Gestern bin ich wieder einmal aus Australien zurückgekehrt. Wie schön es wieder war – ich habe mich erneut in Brisbanes Queenslander-Häuser verliebt, viel Kaffee in Melbourne getrunken und konnte nicht genug von Bondis Wellen in Sydney kriegen. Oh Australien!

Nur habe ich diesmal keine australischen Postkarten hier geschrieben. Ich habe diese Seite – meinen kleinen australischen Raum – sehr gern, doch online bin ich weitergezogen. Zu cake+camera und Paper Sail.

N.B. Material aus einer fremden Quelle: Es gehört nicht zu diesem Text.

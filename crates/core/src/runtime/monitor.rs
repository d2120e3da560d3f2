use std::sync::Arc;

use tokio_util::sync::CancellationToken;
use upsmon_nut::{NutError, UpsClient};

use super::loop_control::{self, CycleOutcome};
use super::shutdown::ShutdownGuard;
use crate::config::MonitorCfg;
use crate::error::MonitorError;
use crate::halt::ShutdownTrigger;
use crate::notify::{Notifier, NotifyOutcome};
use crate::policy::{self, Policy, SHUTDOWN_ANNOUNCEMENT};
use crate::status::{self, StatusSnapshot};

/// State held for the lifetime of the daemon. Only the loop mutates it.
#[derive(Debug, Clone, PartialEq, Eq)]
pub struct MonitorState {
    target_ups_name: String,
    shutdown_initiated: bool,
}

impl MonitorState {
    pub fn new(target_ups_name: impl Into<String>) -> Self {
        Self {
            target_ups_name: target_ups_name.into(),
            shutdown_initiated: false,
        }
    }

    pub fn target_ups_name(&self) -> &str {
        &self.target_ups_name
    }

    /// Set once the shutdown path has fired; never reset.
    pub fn shutdown_initiated(&self) -> bool {
        self.shutdown_initiated
    }
}

/// Why the polling loop ended.
#[derive(Debug, Clone, PartialEq, Eq)]
pub enum MonitorExit {
    /// The configured UPS is not known to the service. Not retried.
    UnknownUps { available: Vec<String> },
    /// Low battery: the host halt was requested (successfully or not).
    ShutdownInitiated,
    /// A termination signal arrived.
    Cancelled,
}

/// The polling loop and decision engine.
///
/// Strictly sequential: fetch, decode, evaluate, notify, then wait one
/// interval. Query failures are logged and retried on the next cycle with
/// no cap and no backoff.
pub struct Monitor {
    cfg: Arc<MonitorCfg>,
    policy: Policy,
    state: MonitorState,
    /// upsd connection, held for the whole run.
    client: Box<dyn UpsClient>,
    notifier: Arc<dyn Notifier>,
    halt: Arc<dyn ShutdownTrigger>,
    shutdown: ShutdownGuard,
    cycle_count: u64,
}

impl Monitor {
    pub fn new(
        cfg: Arc<MonitorCfg>,
        client: Box<dyn UpsClient>,
        notifier: Arc<dyn Notifier>,
        halt: Arc<dyn ShutdownTrigger>,
    ) -> Self {
        Self {
            policy: Policy::from_cfg(&cfg),
            state: MonitorState::new(cfg.ups_name.clone()),
            cfg,
            client,
            notifier,
            halt,
            shutdown: ShutdownGuard::new(),
            cycle_count: 0,
        }
    }

    /// Token that ends the loop at its next wait when cancelled.
    pub fn token(&self) -> CancellationToken {
        self.shutdown.token()
    }

    pub fn shutdown_guard(&self) -> &ShutdownGuard {
        &self.shutdown
    }

    pub fn state(&self) -> &MonitorState {
        &self.state
    }

    pub fn cycle_count(&self) -> u64 {
        self.cycle_count
    }

    /// Poll until the UPS is unknown, the shutdown path fires, or the token is cancelled.
    pub async fn run(&mut self) -> MonitorExit {
        if self.state.shutdown_initiated {
            tracing::warn!("shutdown already initiated, not polling again");
            return MonitorExit::ShutdownInitiated;
        }

        let token = self.shutdown.token();
        let interval = self.cfg.check_interval();
        tracing::info!(
            ups = %self.state.target_ups_name,
            interval_secs = interval.as_secs(),
            threshold = self.policy.low_battery_threshold,
            "monitor loop started"
        );

        loop {
            if token.is_cancelled() {
                return MonitorExit::Cancelled;
            }
            if let CycleOutcome::Stop(exit) = self.run_cycle().await {
                return exit;
            }
            if !loop_control::wait_next_cycle(&token, interval).await {
                tracing::info!("monitor loop cancelled");
                return MonitorExit::Cancelled;
            }
        }
    }

    /// One fetch/decode/evaluate pass.
    pub async fn run_cycle(&mut self) -> CycleOutcome<MonitorExit> {
        self.cycle_count += 1;
        tracing::debug!(cycle = self.cycle_count, "polling UPS service");

        let listed = tokio::time::timeout(self.cfg.query_timeout(), self.client.list_ups())
            .await
            .unwrap_or(Err(NutError::Timeout));
        let units = match listed {
            Ok(units) => units,
            Err(e) => {
                tracing::error!(error = %e, "error querying UPS service");
                return CycleOutcome::Continue;
            }
        };

        if !units.iter().any(|u| *u == self.state.target_ups_name) {
            let err = MonitorError::UnknownUps {
                name: self.state.target_ups_name.clone(),
                available: units.clone(),
            };
            tracing::error!("{err}");
            return CycleOutcome::Stop(MonitorExit::UnknownUps { available: units });
        }

        let snapshot = self.fetch_snapshot().await;
        log_snapshot(&snapshot);

        let eval = policy::evaluate(&snapshot, &self.policy);
        for notice in &eval.notices {
            self.notify(&notice.message()).await;
        }
        if eval.shutdown {
            self.shutdown_path().await;
            return CycleOutcome::Stop(MonitorExit::ShutdownInitiated);
        }

        CycleOutcome::Continue
    }

    /// Variables for the target UPS. A failed fetch degrades to an
    /// `Unavailable` snapshot rather than dropping the cycle.
    async fn fetch_snapshot(&mut self) -> StatusSnapshot {
        let fetch = self.client.list_vars(&self.state.target_ups_name);
        let fetched = tokio::time::timeout(self.cfg.query_timeout(), fetch)
            .await
            .unwrap_or(Err(NutError::Timeout));
        match fetched {
            Ok(vars) => status::decode(&vars),
            Err(e) => {
                tracing::error!(error = %e, "error fetching UPS variables");
                StatusSnapshot::unavailable()
            }
        }
    }

    /// Send one message; the outcome is logged and otherwise ignored.
    async fn notify(&self, message: &str) {
        let outcome = tokio::time::timeout(self.cfg.notify_timeout(), self.notifier.send(message))
            .await
            .unwrap_or_else(|_| NotifyOutcome::Failed("notification timed out".into()));
        match outcome {
            NotifyOutcome::Delivered => tracing::info!("notification sent"),
            NotifyOutcome::Rejected { status } => {
                tracing::error!(status, "notification rejected by endpoint")
            }
            NotifyOutcome::Failed(reason) => {
                tracing::error!(error = %reason, "notification failed")
            }
        }
    }

    async fn shutdown_path(&mut self) {
        self.state.shutdown_initiated = true;
        self.notify(SHUTDOWN_ANNOUNCEMENT).await;
        tracing::info!("initiating system shutdown");
        if let Err(e) = self.halt.halt_host().await {
            tracing::error!(error = %e, "failed to initiate system shutdown");
        }
    }
}

fn log_snapshot(snapshot: &StatusSnapshot) {
    tracing::info!("battery level: {}%", snapshot.battery_charge_percent);
    tracing::info!("UPS status: {}", snapshot.status_text());
    tracing::info!(
        "battery runtime remaining: {} seconds",
        snapshot.runtime_remaining_secs
    );
}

Diesmal habe ich ein paar Briefe an Brisbane und Melbourne (und auch bald noch einen an Sydney) auf meinem Reisestückchen-Blog cake+camera geschrieben. Viele Fotos dazu gepostet. Und auch hier Literatur, Kunst, Musik und Filme gefunden. Bitte reist mit, steigt ein und kommt mit mir rüber zu cake+camera! Hier werden wir noch weiterreisen, in nächster Zeit verstärkt nach Sydney und dann – wer weiß, wohin! Ich bringe auf jeden Fall immer Stift, Papier und meine Kamera. Das Fernweh ist nie aufgebraucht. Und es geht nun viel weiter als Australien.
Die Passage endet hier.